▶ **Problem to solve**: The whole of the data, every line, should come back exactly the same.
[Start of Attachment]
use std::path::{Path, PathBuf};

pub use gatehouse_core::paths::logs_dir;

pub const GATEWAY_LABEL: &str = "dev.gatehouse.gateway";
pub const SYSTEMD_UNIT: &str = "gatehouse-gateway.service";

pub const GATEWAY_STDOUT_LOG: &str = "gateway.log";
pub const GATEWAY_STDERR_LOG: &str = "gateway-err.log";

pub fn stdout_log_path(home: &Path) -> PathBuf {
    logs_dir(home).join(GATEWAY_STDOUT_LOG)
}

pub fn stderr_log_path(home: &Path) -> PathBuf {
    logs_dir(home).join(GATEWAY_STDERR_LOG)
}

pub fn launch_agents_dir(home: &Path) -> PathBuf {
    home.join("Library").join("LaunchAgents")
}

pub fn launchd_plist_path(home: &Path) -> PathBuf {
    launch_agents_dir(home).join(format!("{GATEWAY_LABEL}.plist"))
}

pub fn systemd_user_dir(home: &Path) -> PathBuf {
    home.join(".config").join("systemd").join("user")
}

pub fn systemd_unit_path(home: &Path) -> PathBuf {
    systemd_user_dir(home).join(SYSTEMD_UNIT)
}
//! gatehouse core library: config model, constraint reconciliation, stores.
//!
//! - [`types`]: runtime config and credential records
//! - [`reconcile`]: bind/auth/exposure rules
//! - [`store`]: YAML config snapshot read / atomic write
//! - [`secrets`]: namespaced secure credential store
//! - [`prompt`]: the interactive seam every flow talks to

pub mod docs;
pub mod env;
pub mod error;
pub mod paths;
pub mod prompt;
pub mod reconcile;
pub mod secrets;
pub mod store;
pub mod token;
pub mod types;

pub use env::ProcessEnv;
pub use error::{ConfigError, InvariantViolation};
pub use prompt::{Choice, PromptError, Prompter, TextPrompt};
pub use reconcile::{reconcile, Correction, GatewayProposal, Reconciled};
pub use secrets::{KeyringStore, MemorySecretStore, SecretStore};
pub use store::{ConfigIssue, ConfigSnapshot};
pub use types::{
    AuthMode, AuthProfile, BindMode, Credential, CredentialMode, ExposureMode, GatewayMode,
    ModelConfig, ProfileId, RuntimeConfig,
};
[End of Attachment]
▶ **Reply**:
use std::path::{Path, PathBuf};

pub use gatehouse_core::paths::logs_dir;

pub const GATEWAY_LABEL: &str = "dev.gatehouse.gateway";
pub const SYSTEMD_UNIT: &str = "gatehouse-gateway.service";

pub const GATEWAY_STDOUT_LOG: &str = "gateway.log";
pub const GATEWAY_STDERR_LOG: &str = "gateway-err.log";

pub fn stdout_log_path(home: &Path) -> PathBuf {
    logs_dir(home).join(GATEWAY_STDOUT_LOG)
}

pub fn stderr_log_path(home: &Path) -> PathBuf {
    logs_dir(home).join(GATEWAY_STDERR_LOG)
}

pub fn launch_agents_dir(home: &Path) -> PathBuf {
    home.join("Library").join("LaunchAgents")
}

pub fn launchd_plist_path(home: &Path) -> PathBuf {
    launch_agents_dir(home).join(format!("{GATEWAY_LABEL}.plist"))
}

pub fn systemd_user_dir(home: &Path) -> PathBuf {
    home.join(".config").join("systemd").join("user")
}

pub fn systemd_unit_path(home: &Path) -> PathBuf {
    systemd_user_dir(home).join(SYSTEMD_UNIT)
}
//! gatehouse core library: config model, constraint reconciliation, stores.
//!
//! - [`types`]: runtime config and credential records
//! - [`reconcile`]: bind/auth/exposure rules
//! - [`store`]: YAML config snapshot read / atomic write
//! - [`secrets`]: namespaced secure credential store
//! - [`prompt`]: the interactive seam every flow talks to

pub mod docs;
pub mod env;
pub mod error;
pub mod paths;
pub mod prompt;
pub mod reconcile;
pub mod secrets;
pub mod store;
pub mod token;
pub mod types;

pub use env::ProcessEnv;
pub use error::{ConfigError, InvariantViolation};
pub use prompt::{Choice, PromptError, Prompter, TextPrompt};
pub use reconcile::{reconcile, Correction, GatewayProposal, Reconciled};
pub use secrets::{KeyringStore, MemorySecretStore, SecretStore};
pub use store::{ConfigIssue, ConfigSnapshot};
pub use types::{
    AuthMode, AuthProfile, BindMode, Credential, CredentialMode, ExposureMode, GatewayMode,
    ModelConfig, ProfileId, RuntimeConfig,
};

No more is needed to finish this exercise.